• [Records shown]:
//! Standard formatters.

use std::io::Write;

use serde_json::{Map, Value};

use crate::bind::DynOptions;
use crate::commands::{Formatter, options_of};
use crate::error::ExecError;
use crate::pipeline::{Assembler, OutputToken, StageInput};

#[derive(Debug, Default)]
pub struct JsonOptions {
    pub compact: bool,
}

crate::bind_options! {
    JsonOptions {
        compact: "*=c|compact",
    }
}

/// Human-readable text, one line per value, nested containers indented.
pub struct Text;

impl Formatter for Text {
    fn run(
        &self,
        _options: &dyn DynOptions,
        input: &mut StageInput,
        out: &mut dyn Write,
    ) -> Result<(), ExecError> {
        // One entry per open container: whether it indented its children.
        let mut open: Vec<bool> = Vec::new();
        let mut pad = 0;
        for token in input {
            match token {
                OutputToken::ObjectStart(name) | OutputToken::ArrayStart(name) => {
                    let label = match name {
                        Some(name) => Some(format!("{name}:")),
                        None if !open.is_empty() => Some("-".to_string()),
                        None => None,
                    };
                    if let Some(label) = &label {
                        writeln!(out, "{:pad$}{label}", "")?;
                        pad += 2;
                    }
                    open.push(label.is_some());
                }
                OutputToken::ObjectEnd => {
                    if open.pop() == Some(true) {
                        pad -= 2;
                    }
                }
                OutputToken::Value(name, value) => {
                    let value = scalar_text(&value);
                    match name {
                        Some(name) => writeln!(out, "{:pad$}{name}: {value}", "")?,
                        None => writeln!(out, "{:pad$}{value}", "")?,
                    }
                }
                OutputToken::EndOfStream => break,
            }
        }
        Ok(())
    }
}

fn scalar_text(value: &Value) -> String {
    match value {
        Value::String(s) => s.clone(),
        other => other.to_string(),
    }
}

/// One JSON document per top-level record; `-compact` for one per line.
pub struct Json;

impl Formatter for Json {
    fn new_options(&self) -> Box<dyn DynOptions> {
        Box::new(JsonOptions::default())
    }

    fn run(
        &self,
        options: &dyn DynOptions,
        input: &mut StageInput,
        out: &mut dyn Write,
    ) -> Result<(), ExecError> {
        let compact = options_of::<JsonOptions>("json", options)?.compact;
        let mut asm = Assembler::new();
        for token in &mut *input {
            if let Some(record) = asm.push(token) {
                write_record(out, record, compact)?;
            }
        }
        if let Some(record) = asm.finish() {
            write_record(out, record, compact)?;
        }
        Ok(())
    }
}

/// Named top-level values become single-key objects.
fn write_record(
    out: &mut dyn Write,
    (name, value): (Option<String>, Value),
    compact: bool,
) -> Result<(), ExecError> {
    let value = match name {
        Some(name) => Value::Object(Map::from_iter([(name, value)])),
        None => value,
    };
    if compact {
        serde_json::to_writer(&mut *out, &value)?;
    } else {
        serde_json::to_writer_pretty(&mut *out, &value)?;
    }
    writeln!(out)?;
    Ok(())
}

#[cfg(test)]
mod tests {
    use super::*;
    use crate::commands::testing::run;
    use crate::pipeline::Output;
    use crate::repl::SharedBuffer;
    use serde_json::json;

    fn render(formatter: impl Formatter + 'static, compact: bool, value: Value) -> String {
        let buffer = SharedBuffer::new();
        let formatter = std::sync::Arc::new(formatter);
        let mut output = Output::start(
            Vec::new(),
            Box::new(move |input: &mut StageInput, out: &mut dyn Write| {
                formatter.run(&JsonOptions { compact }, input, out)
            }),
            Box::new(buffer.clone()),
            4,
        )
        .unwrap();
        output.write_tree(None, &value);
        output.close().unwrap();
        buffer.contents()
    }

    #[test]
    fn text_indents_nested_containers() {
        let value = json!({"host": "db1", "ports": [22, 5432], "meta": {"up": true}});
        assert_eq!(
            render(Text, false, value),
            "host: db1\nmeta:\n  up: true\nports:\n  22\n  5432\n"
        );
    }

    #[test]
    fn text_marks_unnamed_nested_objects() {
        let value = json!([{"a": 1}, {"a": 2}]);
        assert_eq!(render(Text, false, value), "-\n  a: 1\n-\n  a: 2\n");
    }

    #[test]
    fn json_compact_and_pretty() {
        let value = json!({"a": [1, 2]});
        assert_eq!(render(Json, true, value.clone()), "{\"a\":[1,2]}\n");
        assert_eq!(
            render(Json, false, value),
            "{\n  \"a\": [\n    1,\n    2\n  ]\n}\n"
        );
    }

    #[test]
    fn json_redirection_wraps_named_values() {
        assert_eq!(run(&["echo -n k v | json -c"]).0, "{\"k\":\"v\"}\n");
        assert_eq!(run(&["seq 2 | json --compact"]).0, "1\n2\n");
    }
}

• [Instructions to follow]: Your task is to output the full set of records exactly as presented.

• [Finished exercise]:
//! Standard formatters.

use std::io::Write;

use serde_json::{Map, Value};

use crate::bind::DynOptions;
use crate::commands::{Formatter, options_of};
use crate::error::ExecError;
use crate::pipeline::{Assembler, OutputToken, StageInput};

#[derive(Debug, Default)]
pub struct JsonOptions {
    pub compact: bool,
}

crate::bind_options! {
    JsonOptions {
        compact: "*=c|compact",
    }
}

/// Human-readable text, one line per value, nested containers indented.
pub struct Text;

impl Formatter for Text {
    fn run(
        &self,
        _options: &dyn DynOptions,
        input: &mut StageInput,
        out: &mut dyn Write,
    ) -> Result<(), ExecError> {
        // One entry per open container: whether it indented its children.
        let mut open: Vec<bool> = Vec::new();
        let mut pad = 0;
        for token in input {
            match token {
                OutputToken::ObjectStart(name) | OutputToken::ArrayStart(name) => {
                    let label = match name {
                        Some(name) => Some(format!("{name}:")),
                        None if !open.is_empty() => Some("-".to_string()),
                        None => None,
                    };
                    if let Some(label) = &label {
                        writeln!(out, "{:pad$}{label}", "")?;
                        pad += 2;
                    }
                    open.push(label.is_some());
                }
                OutputToken::ObjectEnd => {
                    if open.pop() == Some(true) {
                        pad -= 2;
                    }
                }
                OutputToken::Value(name, value) => {
                    let value = scalar_text(&value);
                    match name {
                        Some(name) => writeln!(out, "{:pad$}{name}: {value}", "")?,
                        None => writeln!(out, "{:pad$}{value}", "")?,
                    }
                }
                OutputToken::EndOfStream => break,
            }
        }
        Ok(())
    }
}

fn scalar_text(value: &Value) -> String {
    match value {
        Value::String(s) => s.clone(),
        other => other.to_string(),
    }
}

/// One JSON document per top-level record; `-compact` for one per line.
pub struct Json;

impl Formatter for Json {
    fn new_options(&self) -> Box<dyn DynOptions> {
        Box::new(JsonOptions::default())
    }

    fn run(
        &self,
        options: &dyn DynOptions,
        input: &mut StageInput,
        out: &mut dyn Write,
    ) -> Result<(), ExecError> {
        let compact = options_of::<JsonOptions>("json", options)?.compact;
        let mut asm = Assembler::new();
        for token in &mut *input {
            if let Some(record) = asm.push(token) {
                write_record(out, record, compact)?;
            }
        }
        if let Some(record) = asm.finish() {
            write_record(out, record, compact)?;
        }
        Ok(())
    }
}

/// Named top-level values become single-key objects.
fn write_record(
    out: &mut dyn Write,
    (name, value): (Option<String>, Value),
    compact: bool,
) -> Result<(), ExecError> {
    let value = match name {
        Some(name) => Value::Object(Map::from_iter([(name, value)])),
        None => value,
    };
    if compact {
        serde_json::to_writer(&mut *out, &value)?;
    } else {
        serde_json::to_writer_pretty(&mut *out, &value)?;
    }
    writeln!(out)?;
    Ok(())
}

#[cfg(test)]
mod tests {
    use super::*;
    use crate::commands::testing::run;
    use crate::pipeline::Output;
    use crate::repl::SharedBuffer;
    use serde_json::json;

    fn render(formatter: impl Formatter + 'static, compact: bool, value: Value) -> String {
        let buffer = SharedBuffer::new();
        let formatter = std::sync::Arc::new(formatter);
        let mut output = Output::start(
            Vec::new(),
            Box::new(move |input: &mut StageInput, out: &mut dyn Write| {
                formatter.run(&JsonOptions { compact }, input, out)
            }),
            Box::new(buffer.clone()),
            4,
        )
        .unwrap();
        output.write_tree(None, &value);
        output.close().unwrap();
        buffer.contents()
    }

    #[test]
    fn text_indents_nested_containers() {
        let value = json!({"host": "db1", "ports": [22, 5432], "meta": {"up": true}});
        assert_eq!(
            render(Text, false, value),
            "host: db1\nmeta:\n  up: true\nports:\n  22\n  5432\n"
        );
    }

    #[test]
    fn text_marks_unnamed_nested_objects() {
        let value = json!([{"a": 1}, {"a": 2}]);
        assert_eq!(render(Text, false, value), "-\n  a: 1\n-\n  a: 2\n");
    }

    #[test]
    fn json_compact_and_pretty() {
        let value = json!({"a": [1, 2]});
        assert_eq!(render(Json, true, value.clone()), "{\"a\":[1,2]}\n");
        assert_eq!(
            render(Json, false, value),
            "{\n  \"a\": [\n    1,\n    2\n  ]\n}\n"
        );
    }

    #[test]
    fn json_redirection_wraps_named_values() {
        assert_eq!(run(&["echo -n k v | json -c"]).0, "{\"k\":\"v\"}\n");
        assert_eq!(run(&["seq 2 | json --compact"]).0, "1\n2\n");
    }
}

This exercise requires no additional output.